-- Exercise inputs follows --

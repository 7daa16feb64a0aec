//! Copy, cut, paste.
//!
//! The system clipboard is best-effort: the internal clipboard is always
//! updated on copy/cut, so paste keeps working when no system provider is
//! available (headless sessions, broken display servers).

use core_state::EditorState;
use tracing::warn;

/// Minimal system clipboard interface; the binary supplies an `arboard`
/// backed implementation.
pub trait ClipboardProvider {
    fn set_text(&mut self, text: &str) -> anyhow::Result<()>;
    fn get_text(&mut self) -> anyhow::Result<String>;
}

fn capture_selection(
    state: &mut EditorState,
    system: Option<&mut (dyn ClipboardProvider + 'static)>,
) -> Option<usize> {
    let text = state.selected_text();
    if text.is_empty() {
        state.set_status("Nothing to copy");
        return None;
    }
    let count = text.chars().count();
    state.internal_clipboard = text.clone();
    if let Some(clip) = system {
        if let Err(err) = clip.set_text(&text) {
            warn!(target: "actions.clipboard", %err, "system_clipboard_set_failed");
        }
    }
    Some(count)
}

pub fn copy(state: &mut EditorState, system: Option<&mut (dyn ClipboardProvider + 'static)>) -> bool {
    if let Some(count) = capture_selection(state, system) {
        state.set_status(format!("Copied {count} character(s)"));
    }
    true
}

pub fn cut(state: &mut EditorState, system: Option<&mut (dyn ClipboardProvider + 'static)>) -> bool {
    if let Some(count) = capture_selection(state, system) {
        crate::edit::delete_selection(state);
        state.set_status(format!("Cut {count} character(s)"));
    }
    true
}

/// Paste from the system clipboard when enabled and readable, else from
/// the internal clipboard. Subject to the selection-replace rule.
pub fn paste(state: &mut EditorState, system: Option<&mut (dyn ClipboardProvider + 'static)>) -> bool {
    let mut text = String::new();
    if let Some(clip) = system {
        match clip.get_text() {
            Ok(content) => text = content,
            Err(err) => {
                warn!(target: "actions.clipboard", %err, "system_clipboard_get_failed");
            }
        }
    }
    if text.is_empty() {
        text = state.internal_clipboard.clone();
    }
    if text.is_empty() {
        state.set_status("Clipboard is empty");
        return true;
    }
    let count = text.chars().count();
    crate::edit::insert_text(state, &text);
    state.set_status(format!("Pasted {count} character(s)"));
    true
}

#[cfg(test)]
mod tests {
    use super::*;
    use core_text::{Buffer, Position};

    #[derive(Default)]
    struct FakeClipboard {
        content: String,
        broken: bool,
    }

    impl ClipboardProvider for FakeClipboard {
        fn set_text(&mut self, text: &str) -> anyhow::Result<()> {
            if self.broken {
                anyhow::bail!("no clipboard");
            }
            self.content = text.to_string();
            Ok(())
        }
        fn get_text(&mut self) -> anyhow::Result<String> {
            if self.broken {
                anyhow::bail!("no clipboard");
            }
            Ok(self.content.clone())
        }
    }

    fn state_with(lines: &[&str]) -> EditorState {
        EditorState::new(Buffer::from_content(&lines.join("\n")))
    }

    #[test]
    fn copy_without_selection_reports_status() {
        let mut state = state_with(&["abc"]);
        copy(&mut state, None);
        assert_eq!(state.status_message, "Nothing to copy");
        assert!(state.internal_clipboard.is_empty());
    }

    #[test]
    fn copy_updates_internal_and_system() {
        let mut state = state_with(&["hello"]);
        state
            .selection
            .set(Position::new(0, 0), Position::new(0, 4));
        let mut clip = FakeClipboard::default();
        copy(&mut state, Some(&mut clip));
        assert_eq!(state.internal_clipboard, "hell");
        assert_eq!(clip.content, "hell");
    }

    #[test]
    fn broken_system_clipboard_still_copies_internally() {
        let mut state = state_with(&["hello"]);
        state
            .selection
            .set(Position::new(0, 0), Position::new(0, 5));
        let mut clip = FakeClipboard {
            broken: true,
            ..Default::default()
        };
        copy(&mut state, Some(&mut clip));
        assert_eq!(state.internal_clipboard, "hello");
    }

    #[test]
    fn cut_removes_selection() {
        let mut state = state_with(&["hello world"]);
        state
            .selection
            .set(Position::new(0, 5), Position::new(0, 11));
        cut(&mut state, None);
        assert_eq!(state.buffer.line(0), Some("hello"));
        assert_eq!(state.internal_clipboard, " world");
    }

    #[test]
    fn paste_prefers_system_then_falls_back() {
        let mut state = state_with(&[""]);
        state.internal_clipboard = "internal".to_string();
        let mut clip = FakeClipboard {
            content: "system".to_string(),
            ..Default::default()
        };
        paste(&mut state, Some(&mut clip));
        assert_eq!(state.buffer.line(0), Some("system"));

        let mut state = state_with(&[""]);
        state.internal_clipboard = "internal".to_string();
        paste(&mut state, None);
        assert_eq!(state.buffer.line(0), Some("internal"));
    }

    #[test]
    fn paste_empty_clipboard_reports_status() {
        let mut state = state_with(&["x"]);
        paste(&mut state, None);
        assert_eq!(state.status_message, "Clipboard is empty");
    }

    #[test]
    fn paste_replaces_selection_as_one_step() {
        let mut state = state_with(&["abcdef"]);
        state.internal_clipboard = "XY".to_string();
        state
            .selection
            .set(Position::new(0, 1), Position::new(0, 5));
        paste(&mut state, None);
        assert_eq!(state.buffer.line(0), Some("aXYf"));
        crate::edit::undo(&mut state);
        assert_eq!(state.buffer.line(0), Some("abcdef"));
    }
}
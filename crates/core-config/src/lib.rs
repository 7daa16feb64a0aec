//! Configuration loading and parsing.
//!
//! `quill.toml` is looked up in the working directory first, then in the
//! platform config dir (`<config>/quill/quill.toml`). Unknown fields are
//! ignored and a file that fails to parse falls back to defaults with a
//! warning, so a bad config never prevents startup.

use std::collections::HashMap;
use std::{fs, path::PathBuf};

use anyhow::Result;
use serde::Deserialize;
use tracing::{info, warn};

/// Comment syntax for one language, as configured under `[comments.<lang>]`.
#[derive(Debug, Clone, Default, Deserialize, PartialEq, Eq)]
pub struct CommentSyntax {
    #[serde(default)]
    pub line_prefix: Option<String>,
    /// Two-element array `[open, close]`.
    #[serde(default)]
    pub block_delims: Option<Vec<String>>,
    #[serde(default)]
    pub docstring_delim: Option<String>,
}

impl CommentSyntax {
    pub fn block_pair(&self) -> Option<(&str, &str)> {
        match self.block_delims.as_deref() {
            Some([open, close]) => Some((open.as_str(), close.as_str())),
            Some(other) if other.len() >= 2 => Some((other[0].as_str(), other[1].as_str())),
            _ => None,
        }
    }
}

/// One custom highlight rule: a regex and the semantic color it paints.
#[derive(Debug, Clone, Deserialize, PartialEq, Eq)]
pub struct HighlightRule {
    pub pattern: String,
    pub color: String,
}

#[derive(Debug, Clone, Default, Deserialize, PartialEq, Eq)]
pub struct LanguageRules {
    #[serde(default)]
    pub patterns: Vec<HighlightRule>,
}

#[derive(Debug, Clone, Deserialize, PartialEq, Eq)]
pub struct EditorSection {
    #[serde(default = "defaults::use_system_clipboard")]
    pub use_system_clipboard: bool,
    #[serde(default = "defaults::tab_size")]
    pub tab_size: usize,
    #[serde(default = "defaults::use_spaces")]
    pub use_spaces: bool,
    #[serde(default = "defaults::show_line_numbers")]
    pub show_line_numbers: bool,
    #[serde(default = "defaults::default_new_filename")]
    pub default_new_filename: String,
}

impl Default for EditorSection {
    fn default() -> Self {
        Self {
            use_system_clipboard: defaults::use_system_clipboard(),
            tab_size: defaults::tab_size(),
            use_spaces: defaults::use_spaces(),
            show_line_numbers: defaults::show_line_numbers(),
            default_new_filename: defaults::default_new_filename(),
        }
    }
}

#[derive(Debug, Clone, Default, Deserialize, PartialEq, Eq)]
pub struct SettingsSection {
    /// Auto-save period in seconds; 0 disables auto-save.
    #[serde(default)]
    pub auto_save_interval: u64,
}

#[derive(Debug, Clone, Deserialize, PartialEq, Eq)]
pub struct ShellSection {
    #[serde(default = "defaults::shell_timeout")]
    pub timeout_seconds: u64,
}

impl Default for ShellSection {
    fn default() -> Self {
        Self {
            timeout_seconds: defaults::shell_timeout(),
        }
    }
}

#[derive(Debug, Clone, Default, Deserialize, PartialEq, Eq)]
pub struct AiSection {
    #[serde(default)]
    pub keys: HashMap<String, String>,
    #[serde(default)]
    pub models: HashMap<String, String>,
    #[serde(default)]
    pub default_provider: Option<String>,
}

#[derive(Debug, Clone, Default, Deserialize, PartialEq, Eq)]
pub struct LinterSection {
    /// Linter executable plus leading arguments; absent disables linting.
    #[serde(default)]
    pub command: Option<String>,
}

#[derive(Debug, Clone, Deserialize, PartialEq, Eq)]
pub struct GitSection {
    #[serde(default = "defaults::git_enabled")]
    pub enabled: bool,
}

impl Default for GitSection {
    fn default() -> Self {
        Self {
            enabled: defaults::git_enabled(),
        }
    }
}

/// Keybinding value: a single spec, a list, or a `"a|b|c"` alternation.
#[derive(Debug, Clone, Deserialize, PartialEq, Eq)]
#[serde(untagged)]
pub enum KeySpecValue {
    One(String),
    Many(Vec<String>),
    /// Raw terminal key code for terminals whose sequences the string
    /// grammar does not cover.
    Raw(i64),
}

impl KeySpecValue {
    /// Flatten into individual spec strings; `|` alternation is split here.
    pub fn specs(&self) -> Vec<String> {
        match self {
            KeySpecValue::One(s) => s.split('|').map(|p| p.trim().to_string()).collect(),
            KeySpecValue::Many(v) => v
                .iter()
                .flat_map(|s| s.split('|'))
                .map(|p| p.trim().to_string())
                .collect(),
            KeySpecValue::Raw(n) => vec![n.to_string()],
        }
    }
}

#[derive(Debug, Clone, Default, Deserialize, PartialEq)]
pub struct ConfigFile {
    #[serde(default)]
    pub editor: EditorSection,
    #[serde(default)]
    pub settings: SettingsSection,
    #[serde(default)]
    pub shell: ShellSection,
    #[serde(default)]
    pub comments: HashMap<String, CommentSyntax>,
    #[serde(default)]
    pub syntax_highlighting: HashMap<String, LanguageRules>,
    /// `colors.<semantic_name> = "#rrggbb"`, plus `search_highlight_bg`.
    #[serde(default)]
    pub colors: HashMap<String, String>,
    #[serde(default)]
    pub keybindings: HashMap<String, KeySpecValue>,
    #[serde(default)]
    pub ai: AiSection,
    #[serde(default)]
    pub git: GitSection,
    #[serde(default)]
    pub linter: LinterSection,
}

mod defaults {
    pub fn use_system_clipboard() -> bool {
        true
    }
    pub fn tab_size() -> usize {
        4
    }
    pub fn use_spaces() -> bool {
        true
    }
    pub fn show_line_numbers() -> bool {
        true
    }
    pub fn default_new_filename() -> String {
        "untitled.txt".to_string()
    }
    pub fn shell_timeout() -> u64 {
        10
    }
    pub fn git_enabled() -> bool {
        true
    }
}

/// Loaded configuration: parsed file plus the built-in comment table merged
/// underneath user overrides.
#[derive(Debug, Clone, Default)]
pub struct Config {
    pub file: ConfigFile,
    comments: HashMap<String, CommentSyntax>,
}

/// Best-effort config path following platform conventions.
pub fn discover() -> PathBuf {
    let local = PathBuf::from("quill.toml");
    if local.exists() {
        return local;
    }
    if let Some(dir) = dirs::config_dir() {
        return dir.join("quill").join("quill.toml");
    }
    PathBuf::from("quill.toml")
}

pub fn load_from(path: Option<PathBuf>) -> Result<Config> {
    let path = path.unwrap_or_else(discover);
    let file = match fs::read_to_string(&path) {
        Ok(content) => match toml::from_str::<ConfigFile>(&content) {
            Ok(file) => {
                info!(target: "config", path = %path.display(), "config_loaded");
                file
            }
            Err(err) => {
                warn!(target: "config", path = %path.display(), %err, "config_parse_failed_using_defaults");
                ConfigFile::default()
            }
        },
        Err(_) => ConfigFile::default(),
    };
    Ok(Config::from_file(file))
}

impl Config {
    pub fn from_file(file: ConfigFile) -> Self {
        let mut comments = builtin_comment_table();
        for (lang, syntax) in &file.comments {
            comments.insert(lang.to_lowercase(), syntax.clone());
        }
        Self { file, comments }
    }

    /// Look up comment syntax by trying each candidate name (primary
    /// language name first, then aliases), all lowercased.
    pub fn comment_syntax<'a, I>(&self, names: I) -> Option<&CommentSyntax>
    where
        I: IntoIterator<Item = &'a str>,
    {
        names
            .into_iter()
            .find_map(|name| self.comments.get(&name.to_lowercase()))
    }

    pub fn highlight_rules(&self, names: &[String]) -> Option<&LanguageRules> {
        names
            .iter()
            .find_map(|name| self.file.syntax_highlighting.get(&name.to_lowercase()))
    }

    pub fn color_override(&self, semantic: &str) -> Option<&str> {
        self.file.colors.get(semantic).map(String::as_str)
    }
}

/// Comment syntax shipped with the editor; user `[comments.*]` entries
/// override per language.
fn builtin_comment_table() -> HashMap<String, CommentSyntax> {
    fn line(prefix: &str) -> CommentSyntax {
        CommentSyntax {
            line_prefix: Some(prefix.to_string()),
            ..Default::default()
        }
    }
    fn line_block(prefix: &str, open: &str, close: &str) -> CommentSyntax {
        CommentSyntax {
            line_prefix: Some(prefix.to_string()),
            block_delims: Some(vec![open.to_string(), close.to_string()]),
            ..Default::default()
        }
    }

    let mut map = HashMap::new();
    map.insert(
        "python".to_string(),
        CommentSyntax {
            line_prefix: Some("# ".to_string()),
            docstring_delim: Some("\"\"\"".to_string()),
            ..Default::default()
        },
    );
    map.insert("rust".to_string(), line_block("// ", "/*", "*/"));
    map.insert("c".to_string(), line_block("// ", "/*", "*/"));
    map.insert("c++".to_string(), line_block("// ", "/*", "*/"));
    map.insert("javascript".to_string(), line_block("// ", "/*", "*/"));
    map.insert("typescript".to_string(), line_block("// ", "/*", "*/"));
    map.insert("go".to_string(), line_block("// ", "/*", "*/"));
    map.insert("java".to_string(), line_block("// ", "/*", "*/"));
    map.insert(
        "css".to_string(),
        CommentSyntax {
            block_delims: Some(vec!["/*".to_string(), "*/".to_string()]),
            ..Default::default()
        },
    );
    map.insert(
        "html".to_string(),
        CommentSyntax {
            block_delims: Some(vec!["<!--".to_string(), "-->".to_string()]),
            ..Default::default()
        },
    );
    map.insert("bash".to_string(), line("# "));
    map.insert("shell".to_string(), line("# "));
    map.insert("toml".to_string(), line("# "));
    map.insert("yaml".to_string(), line("# "));
    map.insert("ruby".to_string(), line("# "));
    map.insert("lua".to_string(), line("-- "));
    map.insert("sql".to_string(), line("-- "));
    map.insert("haskell".to_string(), line("-- "));
    map
}

#[cfg(test)]
mod tests {
    use super::*;

    #[test]
    fn defaults_when_missing_file() {
        let cfg = load_from(Some(PathBuf::from("__missing_quill_config__.toml"))).unwrap();
        assert_eq!(cfg.file.editor.tab_size, 4);
        assert!(cfg.file.editor.use_spaces);
        assert!(cfg.file.git.enabled);
        assert_eq!(cfg.file.shell.timeout_seconds, 10);
    }

    #[test]
    fn parse_error_falls_back_to_defaults() {
        let tmp = tempfile::NamedTempFile::new().unwrap();
        std::fs::write(tmp.path(), "[editor\nbroken").unwrap();
        let cfg = load_from(Some(tmp.path().to_path_buf())).unwrap();
        assert_eq!(cfg.file.editor.tab_size, 4);
    }

    #[test]
    fn parses_editor_and_git_sections() {
        let tmp = tempfile::NamedTempFile::new().unwrap();
        std::fs::write(
            tmp.path(),
            "[editor]\ntab_size = 2\nuse_spaces = false\n[git]\nenabled = false\n",
        )
        .unwrap();
        let cfg = load_from(Some(tmp.path().to_path_buf())).unwrap();
        assert_eq!(cfg.file.editor.tab_size, 2);
        assert!(!cfg.file.editor.use_spaces);
        assert!(!cfg.file.git.enabled);
    }

    #[test]
    fn user_comment_syntax_overrides_builtin() {
        let tmp = tempfile::NamedTempFile::new().unwrap();
        std::fs::write(
            tmp.path(),
            "[comments.python]\nline_prefix = \"## \"\n[comments.mylang]\nline_prefix = \"; \"\n",
        )
        .unwrap();
        let cfg = load_from(Some(tmp.path().to_path_buf())).unwrap();
        let py = cfg.comment_syntax(["python"]).unwrap();
        assert_eq!(py.line_prefix.as_deref(), Some("## "));
        // Builtin docstring delimiter is replaced wholesale by the override.
        assert_eq!(py.docstring_delim, None);
        let custom = cfg.comment_syntax(["MyLang"]).unwrap();
        assert_eq!(custom.line_prefix.as_deref(), Some("; "));
    }

    #[test]
    fn comment_syntax_falls_through_aliases() {
        let cfg = Config::from_file(ConfigFile::default());
        let found = cfg.comment_syntax(["no-such-lang", "rust"]).unwrap();
        assert_eq!(found.line_prefix.as_deref(), Some("// "));
        assert_eq!(found.block_pair(), Some(("/*", "*/")));
    }

    #[test]
    fn keybinding_values_flatten() {
        let tmp = tempfile::NamedTempFile::new().unwrap();
        std::fs::write(
            tmp.path(),
            concat!(
                "[keybindings]\n",
                "save_file = \"ctrl+s\"\n",
                "undo = [\"ctrl+z\", \"f10\"]\n",
                "cancel = \"esc|ctrl+g\"\n",
                "quirk = 410\n",
            ),
        )
        .unwrap();
        let cfg = load_from(Some(tmp.path().to_path_buf())).unwrap();
        let kb = &cfg.file.keybindings;
        assert_eq!(kb["save_file"].specs(), vec!["ctrl+s"]);
        assert_eq!(kb["undo"].specs(), vec!["ctrl+z", "f10"]);
        assert_eq!(kb["cancel"].specs(), vec!["esc", "ctrl+g"]);
        assert_eq!(kb["quirk"].specs(), vec!["410"]);
    }

    #[test]
    fn parses_highlight_rules_and_colors() {
        let tmp = tempfile::NamedTempFile::new().unwrap();
        std::fs::write(
            tmp.path(),
            concat!(
                "[syntax_highlighting.python]\n",
                "patterns = [{ pattern = \"\\\\bself\\\\b\", color = \"keyword\" }]\n",
                "[colors]\n",
                "keyword = \"#ff8800\"\n",
                "search_highlight_bg = \"#303030\"\n",
            ),
        )
        .unwrap();
        let cfg = load_from(Some(tmp.path().to_path_buf())).unwrap();
        let rules = cfg.highlight_rules(&["python".to_string()]).unwrap();
        assert_eq!(rules.patterns.len(), 1);
        assert_eq!(rules.patterns[0].color, "keyword");
        assert_eq!(cfg.color_override("keyword"), Some("#ff8800"));
        assert_eq!(cfg.color_override("search_highlight_bg"), Some("#303030"));
    }
}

-- Exercise inputs concluded --

The problem>
The lines you need are those containing "HighlightRule"; find them in the records and copy them.

Written response>
pub struct HighlightRule {
    pub patterns: Vec<HighlightRule>,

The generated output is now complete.